■ **TASK DIRECTIONS**
Below are records; reproduce exactly the lines from the one that has "pub trait Dom: Send" through the one that has "fn set_markup(&mut self, element: ElementId, markup: &str);", ends included, and nothing more.

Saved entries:
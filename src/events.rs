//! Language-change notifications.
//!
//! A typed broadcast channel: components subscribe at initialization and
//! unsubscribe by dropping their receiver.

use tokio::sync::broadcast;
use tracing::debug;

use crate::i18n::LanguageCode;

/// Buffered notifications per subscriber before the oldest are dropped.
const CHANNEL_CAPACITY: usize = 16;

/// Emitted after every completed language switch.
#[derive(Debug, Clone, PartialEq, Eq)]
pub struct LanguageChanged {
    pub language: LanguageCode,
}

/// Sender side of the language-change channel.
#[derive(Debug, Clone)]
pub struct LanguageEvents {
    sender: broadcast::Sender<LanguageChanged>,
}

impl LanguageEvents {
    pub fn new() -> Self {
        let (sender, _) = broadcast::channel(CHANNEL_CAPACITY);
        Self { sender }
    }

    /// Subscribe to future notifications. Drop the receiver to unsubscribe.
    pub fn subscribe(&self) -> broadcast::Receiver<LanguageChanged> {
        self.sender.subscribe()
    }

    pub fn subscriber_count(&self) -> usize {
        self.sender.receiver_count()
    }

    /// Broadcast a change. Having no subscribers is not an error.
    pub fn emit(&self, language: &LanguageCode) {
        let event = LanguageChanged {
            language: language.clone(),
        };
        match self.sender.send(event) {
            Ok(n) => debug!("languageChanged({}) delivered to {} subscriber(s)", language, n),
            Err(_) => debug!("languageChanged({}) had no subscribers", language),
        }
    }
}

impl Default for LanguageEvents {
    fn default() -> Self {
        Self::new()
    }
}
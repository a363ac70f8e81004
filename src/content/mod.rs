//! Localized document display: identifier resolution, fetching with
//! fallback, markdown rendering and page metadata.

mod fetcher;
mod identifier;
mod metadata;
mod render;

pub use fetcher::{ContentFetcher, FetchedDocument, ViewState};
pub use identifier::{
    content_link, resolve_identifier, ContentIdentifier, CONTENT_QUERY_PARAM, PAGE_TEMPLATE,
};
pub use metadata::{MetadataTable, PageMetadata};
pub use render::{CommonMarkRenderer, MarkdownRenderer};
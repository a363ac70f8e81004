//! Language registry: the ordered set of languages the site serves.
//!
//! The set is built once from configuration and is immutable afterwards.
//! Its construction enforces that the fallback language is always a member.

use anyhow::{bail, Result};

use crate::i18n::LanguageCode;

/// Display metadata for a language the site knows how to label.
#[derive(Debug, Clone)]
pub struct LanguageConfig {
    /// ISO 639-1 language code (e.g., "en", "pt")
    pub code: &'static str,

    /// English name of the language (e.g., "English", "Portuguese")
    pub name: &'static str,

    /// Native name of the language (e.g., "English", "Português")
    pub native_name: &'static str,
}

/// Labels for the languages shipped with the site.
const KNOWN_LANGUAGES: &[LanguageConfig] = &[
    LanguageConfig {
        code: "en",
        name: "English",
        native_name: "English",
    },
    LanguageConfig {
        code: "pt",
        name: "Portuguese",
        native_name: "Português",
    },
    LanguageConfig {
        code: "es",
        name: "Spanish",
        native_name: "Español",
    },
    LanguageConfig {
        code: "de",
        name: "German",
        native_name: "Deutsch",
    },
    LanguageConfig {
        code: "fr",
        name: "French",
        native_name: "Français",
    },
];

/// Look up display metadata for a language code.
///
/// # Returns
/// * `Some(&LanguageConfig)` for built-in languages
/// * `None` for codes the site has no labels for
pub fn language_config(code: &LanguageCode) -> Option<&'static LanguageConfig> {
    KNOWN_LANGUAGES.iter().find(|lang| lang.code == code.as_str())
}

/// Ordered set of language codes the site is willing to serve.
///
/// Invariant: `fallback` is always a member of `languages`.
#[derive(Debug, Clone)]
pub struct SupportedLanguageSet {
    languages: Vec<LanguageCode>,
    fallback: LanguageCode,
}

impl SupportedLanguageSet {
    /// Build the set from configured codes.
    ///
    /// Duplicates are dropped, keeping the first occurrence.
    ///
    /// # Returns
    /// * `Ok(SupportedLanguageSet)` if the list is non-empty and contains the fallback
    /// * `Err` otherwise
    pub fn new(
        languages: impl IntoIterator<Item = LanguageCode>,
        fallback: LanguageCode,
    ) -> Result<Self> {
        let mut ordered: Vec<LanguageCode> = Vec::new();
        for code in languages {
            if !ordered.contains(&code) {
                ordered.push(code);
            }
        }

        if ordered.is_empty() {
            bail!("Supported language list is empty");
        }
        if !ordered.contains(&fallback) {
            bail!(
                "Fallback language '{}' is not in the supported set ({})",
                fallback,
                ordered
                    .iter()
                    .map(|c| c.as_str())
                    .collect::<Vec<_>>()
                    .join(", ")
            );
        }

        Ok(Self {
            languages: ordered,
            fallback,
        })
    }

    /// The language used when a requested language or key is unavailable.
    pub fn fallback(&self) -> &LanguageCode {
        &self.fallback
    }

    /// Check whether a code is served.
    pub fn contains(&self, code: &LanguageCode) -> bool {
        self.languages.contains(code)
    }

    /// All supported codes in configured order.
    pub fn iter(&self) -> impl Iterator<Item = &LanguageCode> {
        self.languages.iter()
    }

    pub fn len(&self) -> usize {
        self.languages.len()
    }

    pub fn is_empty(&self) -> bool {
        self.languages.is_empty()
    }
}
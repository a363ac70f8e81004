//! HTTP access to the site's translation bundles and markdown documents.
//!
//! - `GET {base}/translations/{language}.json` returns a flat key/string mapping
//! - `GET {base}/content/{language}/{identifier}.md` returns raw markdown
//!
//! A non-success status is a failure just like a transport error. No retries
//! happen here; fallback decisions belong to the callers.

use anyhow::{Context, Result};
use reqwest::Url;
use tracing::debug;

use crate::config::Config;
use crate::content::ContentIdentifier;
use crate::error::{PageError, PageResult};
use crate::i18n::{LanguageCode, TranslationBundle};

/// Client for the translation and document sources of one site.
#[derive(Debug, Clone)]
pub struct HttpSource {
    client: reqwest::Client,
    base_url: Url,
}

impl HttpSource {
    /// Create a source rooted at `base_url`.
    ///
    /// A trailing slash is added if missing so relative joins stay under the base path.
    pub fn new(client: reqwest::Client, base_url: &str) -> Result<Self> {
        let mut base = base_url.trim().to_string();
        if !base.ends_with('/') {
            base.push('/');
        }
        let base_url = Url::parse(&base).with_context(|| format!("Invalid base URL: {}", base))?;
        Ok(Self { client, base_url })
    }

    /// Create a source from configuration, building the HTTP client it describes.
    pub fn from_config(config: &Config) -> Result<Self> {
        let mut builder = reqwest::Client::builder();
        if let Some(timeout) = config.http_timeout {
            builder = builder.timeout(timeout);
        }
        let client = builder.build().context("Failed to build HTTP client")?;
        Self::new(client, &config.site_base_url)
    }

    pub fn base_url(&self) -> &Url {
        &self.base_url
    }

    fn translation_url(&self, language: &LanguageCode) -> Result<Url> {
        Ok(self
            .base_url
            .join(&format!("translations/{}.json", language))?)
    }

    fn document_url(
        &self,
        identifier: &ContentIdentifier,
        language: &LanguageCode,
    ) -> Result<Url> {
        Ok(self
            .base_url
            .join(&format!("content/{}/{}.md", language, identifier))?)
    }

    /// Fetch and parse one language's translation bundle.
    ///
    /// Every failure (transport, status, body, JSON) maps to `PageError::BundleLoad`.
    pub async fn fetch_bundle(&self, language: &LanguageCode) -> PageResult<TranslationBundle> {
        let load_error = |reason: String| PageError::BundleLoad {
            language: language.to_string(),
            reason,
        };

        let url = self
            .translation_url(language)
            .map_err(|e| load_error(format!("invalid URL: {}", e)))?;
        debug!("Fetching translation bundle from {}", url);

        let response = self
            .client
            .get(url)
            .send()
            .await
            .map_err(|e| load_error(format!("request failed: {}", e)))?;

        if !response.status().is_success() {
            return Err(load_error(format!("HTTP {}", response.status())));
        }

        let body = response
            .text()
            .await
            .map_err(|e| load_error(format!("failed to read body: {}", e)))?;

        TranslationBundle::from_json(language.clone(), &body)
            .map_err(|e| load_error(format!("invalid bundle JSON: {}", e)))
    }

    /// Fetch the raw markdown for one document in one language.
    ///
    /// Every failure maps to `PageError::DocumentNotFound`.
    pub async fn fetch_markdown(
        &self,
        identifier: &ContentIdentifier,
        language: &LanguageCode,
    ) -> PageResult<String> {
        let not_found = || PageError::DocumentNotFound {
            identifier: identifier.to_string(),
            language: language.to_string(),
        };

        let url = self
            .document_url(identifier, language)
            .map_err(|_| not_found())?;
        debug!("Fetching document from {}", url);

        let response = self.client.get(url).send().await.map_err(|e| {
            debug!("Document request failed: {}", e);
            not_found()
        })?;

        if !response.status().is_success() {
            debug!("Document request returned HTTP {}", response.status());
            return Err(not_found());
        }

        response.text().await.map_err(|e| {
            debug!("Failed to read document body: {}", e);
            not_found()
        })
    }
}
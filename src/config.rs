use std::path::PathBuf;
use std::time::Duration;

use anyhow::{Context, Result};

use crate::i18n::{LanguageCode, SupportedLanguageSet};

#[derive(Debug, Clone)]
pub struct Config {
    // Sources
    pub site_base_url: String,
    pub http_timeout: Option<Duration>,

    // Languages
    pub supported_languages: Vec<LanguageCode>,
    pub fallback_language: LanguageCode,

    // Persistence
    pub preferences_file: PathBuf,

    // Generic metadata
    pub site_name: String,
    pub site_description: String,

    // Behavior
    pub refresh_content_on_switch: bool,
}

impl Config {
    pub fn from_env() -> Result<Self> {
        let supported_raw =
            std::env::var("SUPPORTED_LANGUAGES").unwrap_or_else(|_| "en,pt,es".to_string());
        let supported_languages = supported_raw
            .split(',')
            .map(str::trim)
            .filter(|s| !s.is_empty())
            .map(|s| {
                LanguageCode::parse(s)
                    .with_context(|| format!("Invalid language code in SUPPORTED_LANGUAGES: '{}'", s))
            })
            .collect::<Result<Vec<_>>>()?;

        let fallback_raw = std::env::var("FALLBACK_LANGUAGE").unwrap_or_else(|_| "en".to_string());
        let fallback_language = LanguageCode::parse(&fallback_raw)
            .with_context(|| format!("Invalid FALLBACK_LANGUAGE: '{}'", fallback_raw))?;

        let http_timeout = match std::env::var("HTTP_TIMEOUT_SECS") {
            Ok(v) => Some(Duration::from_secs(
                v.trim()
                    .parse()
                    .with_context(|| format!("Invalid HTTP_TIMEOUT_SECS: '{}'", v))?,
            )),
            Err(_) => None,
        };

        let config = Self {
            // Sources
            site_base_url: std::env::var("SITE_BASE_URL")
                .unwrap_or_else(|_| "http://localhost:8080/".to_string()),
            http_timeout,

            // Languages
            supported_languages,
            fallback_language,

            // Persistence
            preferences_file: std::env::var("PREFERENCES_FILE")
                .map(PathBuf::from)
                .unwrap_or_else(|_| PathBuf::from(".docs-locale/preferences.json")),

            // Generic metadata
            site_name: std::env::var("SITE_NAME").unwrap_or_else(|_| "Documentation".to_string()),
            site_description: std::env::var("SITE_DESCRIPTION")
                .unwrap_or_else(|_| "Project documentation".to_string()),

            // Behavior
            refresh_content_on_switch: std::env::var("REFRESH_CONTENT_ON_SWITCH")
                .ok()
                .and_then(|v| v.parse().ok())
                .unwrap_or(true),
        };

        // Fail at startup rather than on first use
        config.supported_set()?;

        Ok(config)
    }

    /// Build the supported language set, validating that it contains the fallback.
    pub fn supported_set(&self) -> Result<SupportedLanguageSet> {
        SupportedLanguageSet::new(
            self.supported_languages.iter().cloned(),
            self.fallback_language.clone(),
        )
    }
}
...
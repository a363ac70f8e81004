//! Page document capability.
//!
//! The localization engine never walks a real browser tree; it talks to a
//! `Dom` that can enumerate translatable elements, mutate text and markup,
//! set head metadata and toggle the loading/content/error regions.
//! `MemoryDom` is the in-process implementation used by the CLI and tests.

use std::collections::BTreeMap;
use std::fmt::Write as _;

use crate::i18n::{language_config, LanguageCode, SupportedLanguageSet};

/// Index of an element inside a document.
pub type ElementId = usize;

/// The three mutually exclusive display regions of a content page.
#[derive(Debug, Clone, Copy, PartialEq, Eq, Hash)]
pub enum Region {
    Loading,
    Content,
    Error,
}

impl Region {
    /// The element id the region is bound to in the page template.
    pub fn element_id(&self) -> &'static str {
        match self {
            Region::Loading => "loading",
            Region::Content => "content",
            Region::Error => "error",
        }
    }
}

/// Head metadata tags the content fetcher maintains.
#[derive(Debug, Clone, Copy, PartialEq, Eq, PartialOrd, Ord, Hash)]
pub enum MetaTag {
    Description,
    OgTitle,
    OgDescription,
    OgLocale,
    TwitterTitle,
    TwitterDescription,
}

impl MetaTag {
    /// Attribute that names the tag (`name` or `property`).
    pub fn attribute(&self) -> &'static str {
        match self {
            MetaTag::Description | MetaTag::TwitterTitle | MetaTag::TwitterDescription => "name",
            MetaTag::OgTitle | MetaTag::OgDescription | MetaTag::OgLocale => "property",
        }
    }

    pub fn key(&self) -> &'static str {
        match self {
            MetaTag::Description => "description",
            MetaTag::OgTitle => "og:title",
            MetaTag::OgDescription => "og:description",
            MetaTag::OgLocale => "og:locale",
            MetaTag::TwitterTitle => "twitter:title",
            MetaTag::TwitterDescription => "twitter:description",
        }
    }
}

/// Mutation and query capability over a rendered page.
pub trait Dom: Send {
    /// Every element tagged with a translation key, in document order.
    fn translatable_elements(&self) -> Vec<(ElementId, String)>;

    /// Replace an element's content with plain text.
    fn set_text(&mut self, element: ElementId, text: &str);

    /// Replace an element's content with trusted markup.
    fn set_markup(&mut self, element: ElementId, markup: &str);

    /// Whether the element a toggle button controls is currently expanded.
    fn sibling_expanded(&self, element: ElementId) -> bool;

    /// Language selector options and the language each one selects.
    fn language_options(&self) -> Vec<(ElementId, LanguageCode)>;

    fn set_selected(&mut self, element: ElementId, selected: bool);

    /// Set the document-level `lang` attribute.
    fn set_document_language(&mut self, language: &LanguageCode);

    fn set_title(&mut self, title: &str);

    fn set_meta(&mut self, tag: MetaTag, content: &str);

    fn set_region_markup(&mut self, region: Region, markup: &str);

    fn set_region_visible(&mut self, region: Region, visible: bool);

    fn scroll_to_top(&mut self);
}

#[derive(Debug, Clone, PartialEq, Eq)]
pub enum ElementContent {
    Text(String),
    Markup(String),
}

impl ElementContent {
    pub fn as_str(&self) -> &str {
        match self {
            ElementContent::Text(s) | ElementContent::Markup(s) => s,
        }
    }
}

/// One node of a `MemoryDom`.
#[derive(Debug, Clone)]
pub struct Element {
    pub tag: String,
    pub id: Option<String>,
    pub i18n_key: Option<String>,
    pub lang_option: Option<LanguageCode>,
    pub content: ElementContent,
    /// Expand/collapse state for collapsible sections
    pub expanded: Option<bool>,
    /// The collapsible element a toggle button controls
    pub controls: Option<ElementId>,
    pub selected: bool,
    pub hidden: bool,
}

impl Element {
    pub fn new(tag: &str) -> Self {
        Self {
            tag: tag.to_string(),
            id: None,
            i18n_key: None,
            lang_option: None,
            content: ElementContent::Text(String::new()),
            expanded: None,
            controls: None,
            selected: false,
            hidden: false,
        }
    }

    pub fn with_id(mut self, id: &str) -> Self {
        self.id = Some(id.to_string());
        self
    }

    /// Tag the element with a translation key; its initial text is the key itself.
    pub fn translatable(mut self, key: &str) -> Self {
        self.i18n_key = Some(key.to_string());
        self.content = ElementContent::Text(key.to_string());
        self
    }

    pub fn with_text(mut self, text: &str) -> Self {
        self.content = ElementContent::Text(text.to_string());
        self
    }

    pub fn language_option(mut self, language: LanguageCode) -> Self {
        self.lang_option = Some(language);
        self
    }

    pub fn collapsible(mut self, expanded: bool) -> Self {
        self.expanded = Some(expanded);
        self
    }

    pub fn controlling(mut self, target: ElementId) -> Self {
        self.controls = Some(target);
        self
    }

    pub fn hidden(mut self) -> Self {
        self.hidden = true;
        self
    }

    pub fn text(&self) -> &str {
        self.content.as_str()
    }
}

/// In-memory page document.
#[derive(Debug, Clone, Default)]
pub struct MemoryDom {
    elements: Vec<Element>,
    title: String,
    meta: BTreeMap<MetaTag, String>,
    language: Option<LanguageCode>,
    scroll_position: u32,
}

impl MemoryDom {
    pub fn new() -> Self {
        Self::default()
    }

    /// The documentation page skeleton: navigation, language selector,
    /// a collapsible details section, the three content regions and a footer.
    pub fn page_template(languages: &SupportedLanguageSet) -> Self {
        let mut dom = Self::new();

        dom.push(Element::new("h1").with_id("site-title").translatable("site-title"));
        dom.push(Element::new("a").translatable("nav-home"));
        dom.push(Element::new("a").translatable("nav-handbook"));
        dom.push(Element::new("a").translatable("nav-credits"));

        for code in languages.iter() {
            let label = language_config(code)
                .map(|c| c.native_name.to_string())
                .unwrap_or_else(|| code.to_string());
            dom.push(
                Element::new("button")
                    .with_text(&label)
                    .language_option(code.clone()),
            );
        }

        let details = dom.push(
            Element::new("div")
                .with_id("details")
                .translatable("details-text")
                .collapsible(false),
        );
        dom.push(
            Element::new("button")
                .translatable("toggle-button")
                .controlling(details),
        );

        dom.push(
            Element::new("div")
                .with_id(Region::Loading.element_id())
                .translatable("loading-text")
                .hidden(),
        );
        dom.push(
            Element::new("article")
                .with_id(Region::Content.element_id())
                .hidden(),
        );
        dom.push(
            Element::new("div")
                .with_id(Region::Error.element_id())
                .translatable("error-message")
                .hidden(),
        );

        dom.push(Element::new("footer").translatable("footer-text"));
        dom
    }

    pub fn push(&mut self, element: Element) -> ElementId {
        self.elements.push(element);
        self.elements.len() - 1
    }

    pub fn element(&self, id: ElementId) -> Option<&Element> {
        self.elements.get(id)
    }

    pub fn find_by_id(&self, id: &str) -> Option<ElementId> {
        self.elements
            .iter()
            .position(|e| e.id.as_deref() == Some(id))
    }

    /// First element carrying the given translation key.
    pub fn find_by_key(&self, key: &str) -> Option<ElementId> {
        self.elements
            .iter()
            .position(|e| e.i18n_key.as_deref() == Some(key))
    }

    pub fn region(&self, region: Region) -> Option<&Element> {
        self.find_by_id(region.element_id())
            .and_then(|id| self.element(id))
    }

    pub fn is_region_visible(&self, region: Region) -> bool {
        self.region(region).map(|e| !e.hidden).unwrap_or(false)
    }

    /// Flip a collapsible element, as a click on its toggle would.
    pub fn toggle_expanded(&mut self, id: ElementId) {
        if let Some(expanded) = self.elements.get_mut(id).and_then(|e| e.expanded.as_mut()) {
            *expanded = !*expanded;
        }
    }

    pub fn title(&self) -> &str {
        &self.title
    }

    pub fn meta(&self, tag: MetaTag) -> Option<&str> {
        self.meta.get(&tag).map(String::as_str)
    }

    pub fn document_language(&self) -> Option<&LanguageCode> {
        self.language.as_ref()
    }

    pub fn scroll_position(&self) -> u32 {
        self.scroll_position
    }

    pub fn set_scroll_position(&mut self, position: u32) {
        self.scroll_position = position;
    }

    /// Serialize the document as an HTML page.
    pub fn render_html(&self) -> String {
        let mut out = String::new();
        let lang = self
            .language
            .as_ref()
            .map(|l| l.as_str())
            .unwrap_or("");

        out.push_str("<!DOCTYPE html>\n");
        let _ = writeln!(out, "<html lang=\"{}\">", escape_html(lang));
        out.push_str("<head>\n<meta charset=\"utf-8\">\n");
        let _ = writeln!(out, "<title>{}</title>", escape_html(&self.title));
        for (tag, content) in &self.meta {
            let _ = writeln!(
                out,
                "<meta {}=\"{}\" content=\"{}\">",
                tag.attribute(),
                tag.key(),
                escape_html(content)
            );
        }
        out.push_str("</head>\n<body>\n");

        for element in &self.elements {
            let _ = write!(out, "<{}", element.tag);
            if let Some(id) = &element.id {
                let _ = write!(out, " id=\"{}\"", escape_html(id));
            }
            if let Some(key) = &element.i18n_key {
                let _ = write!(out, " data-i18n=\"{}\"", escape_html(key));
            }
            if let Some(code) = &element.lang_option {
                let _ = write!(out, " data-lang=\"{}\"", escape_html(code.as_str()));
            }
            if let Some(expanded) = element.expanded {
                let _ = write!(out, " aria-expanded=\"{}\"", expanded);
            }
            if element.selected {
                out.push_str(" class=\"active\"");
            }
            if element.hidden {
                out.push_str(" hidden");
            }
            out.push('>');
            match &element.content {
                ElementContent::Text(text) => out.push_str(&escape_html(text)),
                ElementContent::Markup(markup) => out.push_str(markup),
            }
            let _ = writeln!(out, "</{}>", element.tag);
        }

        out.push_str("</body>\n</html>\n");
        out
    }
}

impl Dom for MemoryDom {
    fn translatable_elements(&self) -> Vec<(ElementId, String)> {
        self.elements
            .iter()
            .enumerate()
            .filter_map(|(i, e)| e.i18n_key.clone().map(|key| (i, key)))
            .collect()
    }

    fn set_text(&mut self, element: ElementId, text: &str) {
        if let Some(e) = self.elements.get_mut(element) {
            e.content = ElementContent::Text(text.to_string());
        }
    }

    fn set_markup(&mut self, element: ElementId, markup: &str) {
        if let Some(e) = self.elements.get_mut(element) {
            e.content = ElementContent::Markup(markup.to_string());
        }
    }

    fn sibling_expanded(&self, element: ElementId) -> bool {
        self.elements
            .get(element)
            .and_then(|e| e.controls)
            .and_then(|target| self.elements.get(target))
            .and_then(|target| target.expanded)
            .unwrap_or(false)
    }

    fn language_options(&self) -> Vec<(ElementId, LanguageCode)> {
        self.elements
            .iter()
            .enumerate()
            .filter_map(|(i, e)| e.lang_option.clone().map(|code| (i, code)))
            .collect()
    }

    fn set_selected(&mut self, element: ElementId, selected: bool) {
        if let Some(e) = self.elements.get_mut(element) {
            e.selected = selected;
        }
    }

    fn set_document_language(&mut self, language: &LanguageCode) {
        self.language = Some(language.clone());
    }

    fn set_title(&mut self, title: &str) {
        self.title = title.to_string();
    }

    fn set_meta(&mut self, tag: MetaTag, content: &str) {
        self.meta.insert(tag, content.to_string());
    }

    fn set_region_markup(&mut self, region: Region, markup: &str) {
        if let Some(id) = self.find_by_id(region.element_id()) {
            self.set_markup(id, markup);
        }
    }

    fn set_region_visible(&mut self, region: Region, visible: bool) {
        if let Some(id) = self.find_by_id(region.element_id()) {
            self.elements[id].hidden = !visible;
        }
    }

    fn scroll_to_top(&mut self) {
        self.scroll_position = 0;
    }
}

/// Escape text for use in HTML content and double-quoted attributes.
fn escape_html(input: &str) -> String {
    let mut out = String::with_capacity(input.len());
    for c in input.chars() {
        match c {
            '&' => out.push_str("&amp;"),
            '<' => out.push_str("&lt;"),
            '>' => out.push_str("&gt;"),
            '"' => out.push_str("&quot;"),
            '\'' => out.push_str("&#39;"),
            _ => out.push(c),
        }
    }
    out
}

■ **RESPONSE TO THE EXERCISE**
pub trait Dom: Send {
    /// Every element tagged with a translation key, in document order.
    fn translatable_elements(&self) -> Vec<(ElementId, String)>;

    /// Replace an element's content with plain text.
    fn set_text(&mut self, element: ElementId, text: &str);

    /// Replace an element's content with trusted markup.
    fn set_markup(&mut self, element: ElementId, markup: &str);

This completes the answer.